[EXERCISE MATERIALS Boundary: Start]

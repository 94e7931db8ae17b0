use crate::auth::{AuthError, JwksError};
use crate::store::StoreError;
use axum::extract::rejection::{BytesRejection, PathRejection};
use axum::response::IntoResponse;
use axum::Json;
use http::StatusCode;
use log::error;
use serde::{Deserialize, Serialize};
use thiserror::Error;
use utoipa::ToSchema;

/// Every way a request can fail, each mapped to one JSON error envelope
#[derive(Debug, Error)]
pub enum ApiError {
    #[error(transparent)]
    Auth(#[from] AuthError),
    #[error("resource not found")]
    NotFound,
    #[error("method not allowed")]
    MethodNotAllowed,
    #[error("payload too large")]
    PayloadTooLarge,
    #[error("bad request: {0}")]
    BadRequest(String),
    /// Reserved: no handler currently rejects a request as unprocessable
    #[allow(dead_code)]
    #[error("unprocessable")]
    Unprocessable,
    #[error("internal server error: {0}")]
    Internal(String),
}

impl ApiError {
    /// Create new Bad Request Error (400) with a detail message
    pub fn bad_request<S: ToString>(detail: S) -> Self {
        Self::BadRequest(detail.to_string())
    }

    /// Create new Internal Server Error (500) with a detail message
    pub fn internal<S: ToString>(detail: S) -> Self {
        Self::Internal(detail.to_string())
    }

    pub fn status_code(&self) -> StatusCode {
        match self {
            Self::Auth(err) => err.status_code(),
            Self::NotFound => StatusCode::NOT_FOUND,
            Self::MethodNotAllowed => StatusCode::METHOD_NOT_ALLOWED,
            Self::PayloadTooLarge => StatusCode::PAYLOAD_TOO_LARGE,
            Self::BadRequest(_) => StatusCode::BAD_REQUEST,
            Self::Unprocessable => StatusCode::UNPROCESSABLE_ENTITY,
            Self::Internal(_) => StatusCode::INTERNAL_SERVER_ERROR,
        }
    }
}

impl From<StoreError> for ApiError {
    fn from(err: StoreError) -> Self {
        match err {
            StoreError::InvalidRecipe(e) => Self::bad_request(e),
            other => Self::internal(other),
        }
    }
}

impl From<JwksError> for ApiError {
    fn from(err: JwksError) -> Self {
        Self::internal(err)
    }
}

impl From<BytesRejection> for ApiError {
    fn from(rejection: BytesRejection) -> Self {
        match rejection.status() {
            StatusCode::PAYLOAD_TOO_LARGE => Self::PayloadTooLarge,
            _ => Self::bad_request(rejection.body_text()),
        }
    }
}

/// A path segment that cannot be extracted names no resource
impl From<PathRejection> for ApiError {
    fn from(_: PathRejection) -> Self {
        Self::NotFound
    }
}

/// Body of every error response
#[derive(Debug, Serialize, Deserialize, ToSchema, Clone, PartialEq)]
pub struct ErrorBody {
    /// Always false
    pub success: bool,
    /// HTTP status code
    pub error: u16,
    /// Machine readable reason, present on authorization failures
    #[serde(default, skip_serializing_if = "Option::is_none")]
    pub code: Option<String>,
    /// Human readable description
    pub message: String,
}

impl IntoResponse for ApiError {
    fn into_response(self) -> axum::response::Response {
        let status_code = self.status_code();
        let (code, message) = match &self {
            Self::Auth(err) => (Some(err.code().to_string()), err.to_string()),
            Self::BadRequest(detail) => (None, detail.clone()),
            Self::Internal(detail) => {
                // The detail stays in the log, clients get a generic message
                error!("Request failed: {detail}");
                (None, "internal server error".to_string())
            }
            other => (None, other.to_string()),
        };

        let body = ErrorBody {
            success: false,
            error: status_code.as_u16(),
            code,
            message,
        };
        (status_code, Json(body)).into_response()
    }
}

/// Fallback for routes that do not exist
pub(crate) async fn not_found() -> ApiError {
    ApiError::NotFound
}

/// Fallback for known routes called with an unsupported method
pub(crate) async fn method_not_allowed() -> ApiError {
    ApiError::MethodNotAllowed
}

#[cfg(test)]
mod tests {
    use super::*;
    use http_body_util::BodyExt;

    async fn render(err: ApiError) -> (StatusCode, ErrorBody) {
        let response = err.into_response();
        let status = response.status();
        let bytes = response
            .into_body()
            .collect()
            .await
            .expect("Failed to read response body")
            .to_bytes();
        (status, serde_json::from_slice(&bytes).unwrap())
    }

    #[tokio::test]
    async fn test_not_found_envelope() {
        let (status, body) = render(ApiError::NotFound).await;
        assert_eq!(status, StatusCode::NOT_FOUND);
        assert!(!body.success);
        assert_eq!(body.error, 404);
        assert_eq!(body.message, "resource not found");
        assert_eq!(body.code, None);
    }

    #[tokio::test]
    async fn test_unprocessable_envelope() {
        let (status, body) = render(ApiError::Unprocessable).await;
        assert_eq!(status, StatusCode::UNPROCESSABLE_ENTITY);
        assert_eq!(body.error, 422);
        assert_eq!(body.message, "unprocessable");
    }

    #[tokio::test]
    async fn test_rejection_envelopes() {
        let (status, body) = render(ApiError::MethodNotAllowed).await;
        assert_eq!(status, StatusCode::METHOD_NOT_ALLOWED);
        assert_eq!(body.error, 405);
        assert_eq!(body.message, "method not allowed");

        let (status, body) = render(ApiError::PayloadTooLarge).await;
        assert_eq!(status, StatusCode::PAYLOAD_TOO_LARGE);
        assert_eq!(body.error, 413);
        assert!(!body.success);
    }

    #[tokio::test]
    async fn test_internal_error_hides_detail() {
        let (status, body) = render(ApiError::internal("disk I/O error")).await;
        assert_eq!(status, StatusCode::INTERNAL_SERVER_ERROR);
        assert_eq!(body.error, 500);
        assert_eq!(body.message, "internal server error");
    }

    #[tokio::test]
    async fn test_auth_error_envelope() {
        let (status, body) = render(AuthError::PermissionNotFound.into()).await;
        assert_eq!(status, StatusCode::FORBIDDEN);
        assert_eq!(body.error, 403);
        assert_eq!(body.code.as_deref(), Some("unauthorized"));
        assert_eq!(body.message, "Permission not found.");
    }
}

[EXERCISE MATERIALS Boundary: End]
[EXERCISE MATERIALS Boundary: Start]

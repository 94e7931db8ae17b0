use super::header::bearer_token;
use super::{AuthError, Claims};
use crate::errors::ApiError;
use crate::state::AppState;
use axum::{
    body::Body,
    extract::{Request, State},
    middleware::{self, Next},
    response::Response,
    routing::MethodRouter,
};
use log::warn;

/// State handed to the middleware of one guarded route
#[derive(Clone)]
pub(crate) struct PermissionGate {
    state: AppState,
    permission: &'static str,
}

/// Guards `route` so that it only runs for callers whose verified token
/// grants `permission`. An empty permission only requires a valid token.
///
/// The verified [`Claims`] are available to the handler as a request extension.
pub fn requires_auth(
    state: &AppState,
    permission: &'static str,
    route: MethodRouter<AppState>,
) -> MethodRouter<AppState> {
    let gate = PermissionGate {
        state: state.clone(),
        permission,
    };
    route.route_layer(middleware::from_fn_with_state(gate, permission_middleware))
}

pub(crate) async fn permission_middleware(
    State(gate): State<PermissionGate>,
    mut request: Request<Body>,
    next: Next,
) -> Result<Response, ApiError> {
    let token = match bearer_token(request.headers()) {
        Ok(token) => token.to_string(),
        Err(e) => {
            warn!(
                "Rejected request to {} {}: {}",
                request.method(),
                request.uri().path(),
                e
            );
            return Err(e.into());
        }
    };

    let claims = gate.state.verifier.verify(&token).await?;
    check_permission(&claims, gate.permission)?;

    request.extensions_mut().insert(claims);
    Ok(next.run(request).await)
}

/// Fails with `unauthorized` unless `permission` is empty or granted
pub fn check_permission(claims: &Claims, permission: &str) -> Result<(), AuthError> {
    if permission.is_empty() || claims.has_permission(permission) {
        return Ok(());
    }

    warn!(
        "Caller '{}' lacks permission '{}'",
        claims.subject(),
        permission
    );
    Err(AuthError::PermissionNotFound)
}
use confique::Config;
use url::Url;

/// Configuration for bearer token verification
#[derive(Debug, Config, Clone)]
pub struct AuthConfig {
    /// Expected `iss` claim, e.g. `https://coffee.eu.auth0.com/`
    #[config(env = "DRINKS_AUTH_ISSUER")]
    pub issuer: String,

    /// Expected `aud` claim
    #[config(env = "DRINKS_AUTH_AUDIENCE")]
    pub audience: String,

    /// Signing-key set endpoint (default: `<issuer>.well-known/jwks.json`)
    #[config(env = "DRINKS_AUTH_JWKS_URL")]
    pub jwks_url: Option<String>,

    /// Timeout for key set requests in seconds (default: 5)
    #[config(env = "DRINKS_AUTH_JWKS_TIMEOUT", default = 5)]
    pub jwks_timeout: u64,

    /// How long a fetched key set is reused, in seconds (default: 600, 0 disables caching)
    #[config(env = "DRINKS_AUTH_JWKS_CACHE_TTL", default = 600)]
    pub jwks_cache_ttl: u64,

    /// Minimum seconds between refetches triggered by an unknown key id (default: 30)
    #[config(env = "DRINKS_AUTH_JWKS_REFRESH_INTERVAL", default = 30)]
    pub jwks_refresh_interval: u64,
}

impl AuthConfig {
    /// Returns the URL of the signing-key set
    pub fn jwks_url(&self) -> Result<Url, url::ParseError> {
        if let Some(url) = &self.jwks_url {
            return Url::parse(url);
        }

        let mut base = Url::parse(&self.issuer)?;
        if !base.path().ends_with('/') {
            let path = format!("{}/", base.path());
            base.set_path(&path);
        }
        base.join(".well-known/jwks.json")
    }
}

[EXERCISE MATERIALS Boundary: End]

PROBLEM REQUIREMENTS >> Report every line in the data above in which the word "Option" appears.

SOLUTION TO THIS TASK >>
    #[serde(default, skip_serializing_if = "Option::is_none")]
    pub code: Option<String>,
    pub jwks_url: Option<String>,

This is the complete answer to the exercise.